Dengan latar belakang pemikiran dan pemahaman seperti itu, kita mengulang lagi pertanyaan tadi: apa arti penting Musa memohon nama Yahweh? Mengapa Musa bersikukuh meminta nama si tokoh misterius di balik semak terbakar itu? Hal itu dapat dijelaskan secara singkat sbb: Dalam hubungan dengan Allah, orang Israel tidak mencari esensi atau eksistensi Allah. Yang mereka cari adalah nama Allah, yaitu, kehadiran Allah yang kuat-kuasa di tengah-tengah umat-Nya. Dengan nama itu, orang Israel dapat menyapa Allah, berkomunikasi dengan Allah, berseru kepada Allah. Bahkan dengan nama itu orang Israel dapat juga bersekutu dengan Allah (dalam proses deifikasi dan divinisasi manusia). Memakai nama Allah berarti suatu wujud pengakuan dan bahkan tekat dan janji bahwa dia mau menjadi milik Allah, ingin selalu berada dalam naungan, lindungan dan penyelenggaraan Allah (providentia Dei). Itulah arti penting Musa meminta nama Allah, yaitu agar Musa dan orang Israel yang dipimpinnya bisa mengetahui dan mengalami daya-kuasa Allah itu. Maka, permohonan Musa itu sangat penting artinya bagi penghayatan hidup iman dan keagamaan orang Israel. Sebab tanpa nama itu, mereka tidak dapat berkomunikasi dengan Dia yang tidak bernama, sang misteri yang tidak terhampiri, yang dalam ungkapan Perjanjian Baru, Dia yang bertahta dalam terang yang tak terhampiri (1Tim 6:16). (Bersambung)....

2 comments:

Febry Silaban said...

"Nomen est omen", nama adalah pertanda. Dari peribahasa Latin ini diketahui bahwa dalam sebuah nama selalu terkandung sebuah harapan baik. Bagi orang-orang di dunia Timur Tengah Antik nama tidak hanya sekadar pertanda akan harapan baik, melainkan juga pertanda adanya hubungan atau relasi. Dengan mengetahui nama seorang manusia atau bahkan nama Allah, seseorang mengadakan hubungan pribadi dengan si pemilik nama tersebut.

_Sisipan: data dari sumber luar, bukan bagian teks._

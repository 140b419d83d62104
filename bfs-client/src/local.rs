//! Single-process clusters built from the in-memory name server and chunk servers.
//!
//! `MemoryCluster` wires them through `MemoryTransport`; `LocalCluster` serves
//! them over TCP so the real transport and the CLI can be exercised end to end.

use crate::cadapter::InMemoryChunkServer;
use crate::config::ClientConfig;
use crate::error::Result;
use crate::meta::InMemoryNameServer;
use crate::rpc::memory::MemoryTransport;
use crate::rpc::server::{serve, spawn_server};
use crate::rpc::tcp::TcpTransport;
use crate::vfs::FileSystemClient;
use std::io;
use std::net::SocketAddr;
use std::sync::Arc;
use tokio::net::TcpListener;
use tokio::task::JoinHandle;
use tracing::{info, warn};

pub const MEMORY_NAMESERVER_ADDR: &str = "nameserver:8828";

pub struct MemoryCluster {
    pub transport: MemoryTransport,
    pub nameserver: Arc<InMemoryNameServer>,
    pub chunkservers: Vec<Arc<InMemoryChunkServer>>,
    chain: Vec<String>,
}

impl MemoryCluster {
    /// Name server plus `replicas` chunk servers forming every block's chain.
    pub fn new(replicas: usize) -> Self {
        let chain: Vec<String> = (0..replicas)
            .map(|i| format!("chunkserver-{i}:8825"))
            .collect();
        let transport = MemoryTransport::new();
        let nameserver = Arc::new(InMemoryNameServer::new(chain.clone()));
        transport.register(MEMORY_NAMESERVER_ADDR, nameserver.clone());
        let chunkservers = chain
            .iter()
            .map(|addr| {
                let cs = Arc::new(InMemoryChunkServer::new(addr.clone()).with_reporter(nameserver.clone()));
                transport.register(addr.clone(), cs.clone());
                cs
            })
            .collect();
        Self {
            transport,
            nameserver,
            chunkservers,
            chain,
        }
    }

    pub fn chain(&self) -> &[String] {
        &self.chain
    }

    /// The chain head, which receives every client write.
    ///
    /// # Panics
    /// When the cluster was built without chunk servers.
    pub fn head(&self) -> &InMemoryChunkServer {
        &self.chunkservers[0]
    }

    pub async fn client(&self, config: ClientConfig) -> Result<FileSystemClient> {
        FileSystemClient::with_transport(
            MEMORY_NAMESERVER_ADDR,
            Arc::new(self.transport.clone()),
            config,
        )
        .await
    }
}

/// In-memory cluster served over loopback TCP. Servers stop when it is dropped.
pub struct LocalCluster {
    pub nameserver: Arc<InMemoryNameServer>,
    pub chunkservers: Vec<Arc<InMemoryChunkServer>>,
    nameserver_addr: SocketAddr,
    tasks: Vec<JoinHandle<()>>,
}

impl LocalCluster {
    /// Serve the name server on `nameserver_addr` and `replicas` chunk servers on
    /// ephemeral loopback ports.
    pub async fn start(nameserver_addr: &str, replicas: usize) -> io::Result<Self> {
        let mut listeners = Vec::with_capacity(replicas);
        for _ in 0..replicas {
            let listener = TcpListener::bind("127.0.0.1:0").await?;
            let addr = listener.local_addr()?.to_string();
            listeners.push((addr, listener));
        }
        let chain: Vec<String> = listeners.iter().map(|(addr, _)| addr.clone()).collect();
        let nameserver = Arc::new(InMemoryNameServer::new(chain.clone()));

        let mut tasks = Vec::with_capacity(replicas + 1);
        let mut chunkservers = Vec::with_capacity(replicas);
        for (addr, listener) in listeners {
            let cs = Arc::new(InMemoryChunkServer::new(addr.clone()).with_reporter(nameserver.clone()));
            chunkservers.push(cs.clone());
            tasks.push(tokio::spawn(async move {
                if let Err(e) = serve(listener, cs).await {
                    warn!(%addr, "chunk server stopped: {e}");
                }
            }));
        }

        let (bound, task) = spawn_server(nameserver_addr, nameserver.clone()).await?;
        tasks.push(task);
        info!(nameserver = %bound, chain = ?chain, "local cluster started");
        Ok(Self {
            nameserver,
            chunkservers,
            nameserver_addr: bound,
            tasks,
        })
    }

    pub fn nameserver_addr(&self) -> SocketAddr {
        self.nameserver_addr
    }

    pub async fn client(&self, config: ClientConfig) -> Result<FileSystemClient> {
        FileSystemClient::with_transport(
            &self.nameserver_addr.to_string(),
            Arc::new(TcpTransport),
            config,
        )
        .await
    }

    /// Serve until the process is interrupted.
    pub async fn run_until_ctrl_c(self) -> io::Result<()> {
        tokio::signal::ctrl_c().await?;
        info!("shutting down local cluster");
        Ok(())
    }
}

impl Drop for LocalCluster {
    fn drop(&mut self) {
        for task in &self.tasks {
            task.abort();
        }
    }
}
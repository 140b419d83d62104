use bfs_client::local::LocalCluster;
use bfs_client::{CallPolicy, ClientConfig, FileSystemClient};
use std::time::Duration;

#[allow(dead_code)]
pub fn pattern(len: usize) -> Vec<u8> {
    (0..len).map(|i| (i * 7 % 256) as u8).collect()
}

/// Short timeouts so failure paths finish quickly.
#[allow(dead_code)]
pub fn fast_config() -> ClientConfig {
    ClientConfig::default()
        .namespace(CallPolicy::new(Duration::from_millis(500), 2))
        .read_block(CallPolicy::new(Duration::from_millis(500), 2))
        .write_block(CallPolicy::new(Duration::from_secs(5), 1))
}

#[allow(dead_code)]
pub async fn tcp_cluster(replicas: usize) -> (LocalCluster, FileSystemClient) {
    let cluster = LocalCluster::start("127.0.0.1:0", replicas).await.unwrap();
    let client = cluster.client(fast_config()).await.unwrap();
    (cluster, client)
}
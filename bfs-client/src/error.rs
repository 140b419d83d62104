//! Error types shared by the transport and the file system client.
//!
//! Failures fall into four kinds: the remote side could not be reached within the
//! call budget, the remote side answered with a nonzero status, the caller misused
//! a handle or passed a bad argument, or a read found no location metadata.

use crate::rpc::proto::StatusCode;
use crate::vfs::OpenMode;
use std::io;
use std::time::Duration;
use thiserror::Error;

pub type Result<T, E = FsError> = std::result::Result<T, E>;

/// Transport-level failure of a single remote call.
#[derive(Error, Debug)]
pub enum RpcError {
    #[error("connect to {addr} failed: {source}")]
    Connect {
        addr: String,
        #[source]
        source: io::Error,
    },

    #[error("i/o with {addr} failed: {source}")]
    Io {
        addr: String,
        #[source]
        source: io::Error,
    },

    #[error("call to {addr} timed out after {timeout:?}")]
    Timeout { addr: String, timeout: Duration },

    #[error("connection to {addr} closed by peer")]
    Closed { addr: String },

    #[error("no service reachable at {addr}")]
    Unreachable { addr: String },

    #[error("codec error: {0}")]
    Codec(#[from] bincode::Error),

    #[error("unexpected response from {addr}: {detail}")]
    UnexpectedResponse { addr: String, detail: String },
}

impl RpcError {
    /// Whether another attempt within the call budget may succeed.
    pub fn is_retryable(&self) -> bool {
        matches!(
            self,
            RpcError::Connect { .. }
                | RpcError::Io { .. }
                | RpcError::Timeout { .. }
                | RpcError::Closed { .. }
                | RpcError::Unreachable { .. }
        )
    }
}

#[derive(Debug, Clone, Copy, PartialEq, Eq)]
pub enum ErrorKind {
    /// Name server or chunk server unreachable within the timeout/attempt budget.
    Connectivity,
    /// The remote call completed with a nonzero status code.
    Status,
    /// Wrong handle mode, closed handle or structurally invalid argument.
    Usage,
    /// Read attempted without a located block to read from.
    MissingMetadata,
}

#[derive(Error, Debug)]
pub enum FsError {
    #[error("{op} {target}: {source}")]
    Rpc {
        op: &'static str,
        target: String,
        #[source]
        source: RpcError,
    },

    #[error("{op} {target}: status {status}")]
    Status {
        op: &'static str,
        target: String,
        status: StatusCode,
    },

    #[error(
        "write block {block_id} at offset {offset} failed: status {status}, bad chunkserver {}",
        bad_chunkserver.as_deref().unwrap_or("unknown")
    )]
    ChunkWrite {
        block_id: i64,
        offset: i64,
        status: StatusCode,
        bad_chunkserver: Option<String>,
    },

    #[error("read block {block_id} failed: status {status}")]
    ChunkRead { block_id: i64, status: StatusCode },

    #[error("invalid argument: {0}")]
    InvalidArgument(String),

    #[error("operation requires a {expected} handle")]
    WrongMode { expected: OpenMode },

    #[error("file handle is closed")]
    Closed,

    #[error("no located chunkserver for {path}")]
    NoLocation { path: String },

    /// A write sent its first `accepted` bytes before failing. The rest was not
    /// kept, so a retry should resend only `data[accepted..]`.
    #[error("write accepted {accepted} bytes before failing: {source}")]
    ShortWrite {
        accepted: usize,
        #[source]
        source: Box<FsError>,
    },
}

impl FsError {
    pub fn kind(&self) -> ErrorKind {
        match self {
            FsError::Rpc { .. } => ErrorKind::Connectivity,
            FsError::Status { .. } | FsError::ChunkWrite { .. } | FsError::ChunkRead { .. } => {
                ErrorKind::Status
            }
            FsError::InvalidArgument(_) | FsError::WrongMode { .. } | FsError::Closed => {
                ErrorKind::Usage
            }
            FsError::NoLocation { .. } => ErrorKind::MissingMetadata,
            FsError::ShortWrite { source, .. } => source.kind(),
        }
    }

    /// Connectivity failures may go away on their own; everything else will not.
    pub fn is_transient(&self) -> bool {
        self.kind() == ErrorKind::Connectivity
    }

    /// Application status carried by the error, if the remote side produced one.
    pub fn status(&self) -> Option<StatusCode> {
        match self {
            FsError::Status { status, .. }
            | FsError::ChunkWrite { status, .. }
            | FsError::ChunkRead { status, .. } => Some(*status),
            FsError::ShortWrite { source, .. } => source.status(),
            _ => None,
        }
    }

    /// Negative sentinel used by callers that want the classic integer surface:
    /// -1 invalid argument (e.g. unsupported seek), -2 wrong mode, -3 no location
    /// metadata, -4 remote failure, -5 closed handle.
    pub fn code(&self) -> i64 {
        match self {
            FsError::InvalidArgument(_) => -1,
            FsError::WrongMode { .. } => -2,
            FsError::NoLocation { .. } => -3,
            FsError::Rpc { .. }
            | FsError::Status { .. }
            | FsError::ChunkWrite { .. }
            | FsError::ChunkRead { .. } => -4,
            FsError::Closed => -5,
            FsError::ShortWrite { source, .. } => source.code(),
        }
    }

    /// Bytes of the failed write that were sent before the failure.
    pub fn accepted(&self) -> usize {
        match self {
            FsError::ShortWrite { accepted, .. } => *accepted,
            _ => 0,
        }
    }
}
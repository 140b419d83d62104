// Library crate for the BFS client: file handles, namespace operations and the
// chained block write protocol, plus in-memory services used by tests and the CLI.

pub mod block;
pub mod cadapter;
pub mod config;
pub mod error;
pub mod local;
pub mod meta;
pub mod rpc;
pub mod util;
pub mod vfs;

pub use config::{CallPolicy, ClientConfig};
pub use error::{ErrorKind, FsError, Result, RpcError};
pub use rpc::proto::{FileInfo, StatusCode};
pub use vfs::{FileHandle, FileSystemClient, OpenMode, ReadHandle, WriteHandle};
//! Name server client
//!
//! Responsibilities:
//! - Turn namespace and block-placement operations into name server requests.
//! - Map transport failures and nonzero status codes onto `FsError` so callers can
//!   tell an unreachable name server from a refused operation.
//!
//! Submodules:
//! - `memory`: in-memory name server used by tests and the local cluster

pub mod memory;

pub use memory::InMemoryNameServer;

use crate::block::{LocatedBlock, LocatedBlocks};
use crate::config::{CallPolicy, ClientConfig};
use crate::error::{FsError, Result, RpcError};
use crate::rpc::proto::{FileInfo, Message, StatusCode};
use crate::rpc::{Channel, RpcClient};
use std::sync::Arc;

pub struct NameServerClient {
    rpc: Arc<RpcClient>,
    channel: Arc<dyn Channel>,
    config: Arc<ClientConfig>,
}

impl NameServerClient {
    pub async fn new(rpc: Arc<RpcClient>, addr: &str, config: Arc<ClientConfig>) -> Self {
        let channel = rpc.get_stub(addr).await;
        Self {
            rpc,
            channel,
            config,
        }
    }

    pub fn address(&self) -> &str {
        self.channel.address()
    }

    async fn call(
        &self,
        op: &'static str,
        target: &str,
        request: Message,
        policy: CallPolicy,
    ) -> Result<Message> {
        self.rpc
            .send_request(self.channel.as_ref(), request, policy)
            .await
            .map_err(|source| FsError::Rpc {
                op,
                target: target.to_string(),
                source,
            })
    }

    fn unexpected(&self, op: &'static str, target: &str, response: &Message) -> FsError {
        let detail = match response {
            Message::Error(msg) => msg.clone(),
            other => format!("got {}", other.name()),
        };
        FsError::Rpc {
            op,
            target: target.to_string(),
            source: RpcError::UnexpectedResponse {
                addr: self.address().to_string(),
                detail,
            },
        }
    }

    fn check(op: &'static str, target: &str, status: StatusCode) -> Result<()> {
        if status.is_ok() {
            Ok(())
        } else {
            Err(FsError::Status {
                op,
                target: target.to_string(),
                status,
            })
        }
    }

    async fn status_call(
        &self,
        op: &'static str,
        target: &str,
        request: Message,
        policy: CallPolicy,
    ) -> Result<()> {
        match self.call(op, target, request, policy).await? {
            Message::Status(status) => Self::check(op, target, status),
            other => Err(self.unexpected(op, target, &other)),
        }
    }

    pub async fn create_file(&self, path: &str, mode: i32) -> Result<()> {
        let request = Message::CreateFile {
            path: path.to_string(),
            mode,
        };
        self.status_call("create file", path, request, self.config.namespace)
            .await
    }

    pub async fn list_directory(&self, path: &str) -> Result<Vec<FileInfo>> {
        let request = Message::ListDirectory {
            path: path.to_string(),
        };
        match self
            .call("list directory", path, request, self.config.namespace)
            .await?
        {
            Message::Listing { status, files } => {
                Self::check("list directory", path, status)?;
                Ok(files)
            }
            other => Err(self.unexpected("list directory", path, &other)),
        }
    }

    /// Raw stat response: `Ok(Err(status))` when the name server refused.
    pub async fn stat_status(&self, path: &str) -> Result<std::result::Result<FileInfo, StatusCode>> {
        let request = Message::Stat {
            path: path.to_string(),
        };
        match self.call("stat", path, request, self.config.namespace).await? {
            Message::FileStat {
                status,
                info: Some(info),
            } if status.is_ok() => Ok(Ok(info)),
            Message::FileStat { status, .. } if !status.is_ok() => Ok(Err(status)),
            other => Err(self.unexpected("stat", path, &other)),
        }
    }

    pub async fn stat(&self, path: &str) -> Result<FileInfo> {
        match self.stat_status(path).await? {
            Ok(info) => Ok(info),
            Err(status) => Err(FsError::Status {
                op: "stat",
                target: path.to_string(),
                status,
            }),
        }
    }

    pub async fn get_file_location(&self, path: &str) -> Result<LocatedBlocks> {
        let request = Message::GetFileLocation {
            path: path.to_string(),
        };
        match self
            .call("get file location", path, request, self.config.namespace)
            .await?
        {
            Message::Location {
                status,
                file_length,
                blocks,
            } => {
                Self::check("get file location", path, status)?;
                Ok(LocatedBlocks::new(file_length, blocks))
            }
            other => Err(self.unexpected("get file location", path, &other)),
        }
    }

    /// Allocate a new block at the end of `path` and its replica chain.
    pub async fn add_block(&self, path: &str) -> Result<LocatedBlock> {
        let request = Message::AddBlock {
            path: path.to_string(),
        };
        match self
            .call("add block", path, request, self.config.namespace)
            .await?
        {
            Message::AllocatedBlock {
                status,
                block: Some(block),
            } if status.is_ok() => Ok(block),
            Message::AllocatedBlock { status, .. } => Err(FsError::Status {
                op: "add block",
                target: path.to_string(),
                status: if status.is_ok() {
                    StatusCode::INTERNAL
                } else {
                    status
                },
            }),
            other => Err(self.unexpected("add block", path, &other)),
        }
    }

    pub async fn unlink(&self, path: &str) -> Result<()> {
        let request = Message::Unlink {
            path: path.to_string(),
        };
        self.status_call("unlink", path, request, self.config.unlink)
            .await
    }

    pub async fn rename(&self, old_path: &str, new_path: &str) -> Result<()> {
        let request = Message::Rename {
            old_path: old_path.to_string(),
            new_path: new_path.to_string(),
        };
        let target = format!("{old_path} -> {new_path}");
        self.status_call("rename", &target, request, self.config.namespace)
            .await
    }

    pub async fn delete_directory(&self, path: &str, recursive: bool) -> Result<()> {
        let request = Message::DeleteDirectory {
            path: path.to_string(),
            recursive,
        };
        self.status_call("delete directory", path, request, self.config.namespace)
            .await
    }
}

Menamai sesuatu berarti mengenal, menguasai, dan memiliki sesuatu itu. Di Taman Eden, ketika Allah memberi kesempatan kepada manusia untuk memberi nama kepada segala ternak, burung-burung di udara, dan segala binatang hutan (Kej 2:19-20), itu berarti bahwa Allah meletakkan segenap hewan tersebut di BAWAH KUASA manusia.

Demikian pula mengucapkan nama seseorang pada orang lain atau pada suatu objek, berarti memperlihatkan superioritas terhadap orang lain atau objek tersebut. Dengan kuasa itu, objek atau individu itu menjadi milik dari si pemberi atau pengucap nama itu. Kota yang direbut Yoab akan menjadi miliknya, jika nama Yoab diucapkan atas kota itu (2Sam 12:28).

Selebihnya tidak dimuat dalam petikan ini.